The Congress shall determine the number of Justices that sit on the Supreme Court according to the following:
The Supreme Court shall be composed of an odd number of Justices numbering no fewer than nine in total, all of whom shall be citizens of the United States from birth. The total number of Justices shall include one Chief Justice of the United States and the remaining even number of Associate Justices of the Supreme Court of the United States.
The total even number of Associate Justices shall be the sum of two equal-numbered groups of Justices: one group being male by designation of legal birth certificate and the other group being female by designation of legal birth certificate.

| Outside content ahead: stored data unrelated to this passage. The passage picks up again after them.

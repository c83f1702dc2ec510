//! Daemon loop orchestration (§4, §6 External interfaces).
//!
//! Wires the pieces built elsewhere in this crate into the documented
//! lifecycle: init logging, stabilize stdio codepages, load the optional
//! checksums sidecar, spawn the worker pool, emit the readiness banner,
//! then read one JSON-RPC request per line until stdin closes. A caller
//! (the `zrpcd` binary) owns CLI parsing and handler registration; this
//! module only owns the sequence and failure handling around them.

use std::path::{Path, PathBuf};
use std::sync::Arc;

use tokio::io::{AsyncBufReadExt, AsyncWriteExt, BufReader};

use crate::checksums;
use crate::dispatcher::Dispatcher;
use crate::error::DaemonError;
use crate::logger;
use crate::output::OutputSink;
use crate::platform;
use crate::protocol::{error_codes, ReadyBanner, Request, Response};
use crate::worker::{WorkerPool, WorkerPoolConfig};

pub struct DaemonConfig {
    pub helper_path: PathBuf,
    pub num_workers: usize,
    pub verbose: bool,
    pub log_path: Option<PathBuf>,
    pub checksums_path: Option<PathBuf>,
}

pub async fn run(config: DaemonConfig, dispatcher: Dispatcher) -> Result<(), DaemonError> {
    let log_path = match config.log_path {
        Some(path) => path,
        None => logger::default_log_path().map_err(|source| DaemonError::Io {
            context: "resolving default log path",
            source,
        })?,
    };
    logger::init(log_path, config.verbose)?;
    platform::force_stdio_codepage();

    let checksums_path = match config.checksums_path {
        Some(path) => path,
        None => checksums::default_checksums_path().unwrap_or_else(|_| PathBuf::from("checksums.asc")),
    };
    let checksums = checksums::load(&checksums_path)?;

    let output = Arc::new(OutputSink::new());
    let pool_config = WorkerPoolConfig::new(config.num_workers, config.helper_path.clone());
    let pool = WorkerPool::spawn(pool_config, Arc::new(dispatcher), Arc::clone(&output)).await?;

    tracing::info!(workers = pool.available(), "daemon ready");
    output
        .emit(&ReadyBanner::new(pool.available(), checksums))
        .map_err(|source| DaemonError::Io {
            context: "writing readiness banner",
            source,
        })?;

    drain_stdin(&pool, &output).await;

    pool.shutdown().await;
    Ok(())
}

async fn drain_stdin(pool: &WorkerPool, output: &OutputSink) {
    let stdin = tokio::io::stdin();
    let mut lines = BufReader::new(stdin).lines();
    while let Ok(Some(line)) = lines.next_line().await {
        dispatch_line(&line, pool, output).await;
    }
}

/// `--pipe PATH` one-shot mode (§6): copies the named pipe's bytes straight
/// to stdout and exits, rather than running the dispatcher at all. Callers
/// must invoke this before constructing a `Dispatcher`/`DaemonConfig` — it
/// replaces the whole daemon lifecycle, not a step inside `run`.
pub async fn copy_pipe_to_stdout(pipe_path: &Path) -> Result<(), DaemonError> {
    let mut pipe = tokio::fs::File::open(pipe_path)
        .await
        .map_err(|source| DaemonError::PipeRead {
            path: pipe_path.to_path_buf(),
            source,
        })?;
    let mut stdout = tokio::io::stdout();
    tokio::io::copy(&mut pipe, &mut stdout)
        .await
        .map_err(|source| DaemonError::PipeRead {
            path: pipe_path.to_path_buf(),
            source,
        })?;
    stdout.flush().await.map_err(|source| DaemonError::PipeRead {
        path: pipe_path.to_path_buf(),
        source,
    })?;
    Ok(())
}

async fn dispatch_line(line: &str, pool: &WorkerPool, output: &OutputSink) {
    if line.trim().is_empty() {
        return;
    }
    match serde_json::from_str::<Request>(line) {
        Ok(request) => pool.enqueue(request).await,
        Err(err) => {
            let _ = output.emit(&Response::failure(
                None,
                error_codes::PARSE_ERROR,
                format!("Failed to parse command request: {err}"),
            ));
        }
    }
}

When vacancies occur, the President shall nominate Justices to the Supreme Court who are then appointed by and with the Advice and Consent of the Senate. The Chief Justice shall be appointed for nine years, and shall not be reappointed Chief Justice thereafter. Associate Justices shall be appointed to hold their offices during good behavior. Successive Chief Justices shall alternate between male and female without exception.
The President shall nominate the Chief Justice according to gender from among the Associate Justices, except no person shall be eligible for nomination who would be more than 69 years old at the time of appointment. If no Associate Justice is qualified by age to be appointed the Chief Justice, the President shall appoint any other qualified person.
If an Associate Justice is nominated to be the Chief Justice by the President but fails to be appointed by the Senate, that Associate Justice shall retain the position of Associate Justice. If an Associate Justice becomes the Chief Justice, that Justice shall retire from the Supreme Court when the nine-year appointment as Chief Justice expires.
Upon ratification, the amendment shall be enacted straightforwardly as existing Associate Justices retire and are replaced by female Associate Justices until an equal number of male and female Associate Justices are seated on the Supreme Court. Thereafter, all Associate Justice seats will be identified as being either male or female, and will be filled as the need arises according to strict gender distinction without exception. The current Chief Justice shall complete a nine-year term from the date he was sworn in as Chief Justice, and shall then immediately retire from the Supreme Court and shall be replaced by the first female Chief Justice of the United States. If the current Chief Justice leaves his position for any reason before his term expires, his appointed successor shall be female.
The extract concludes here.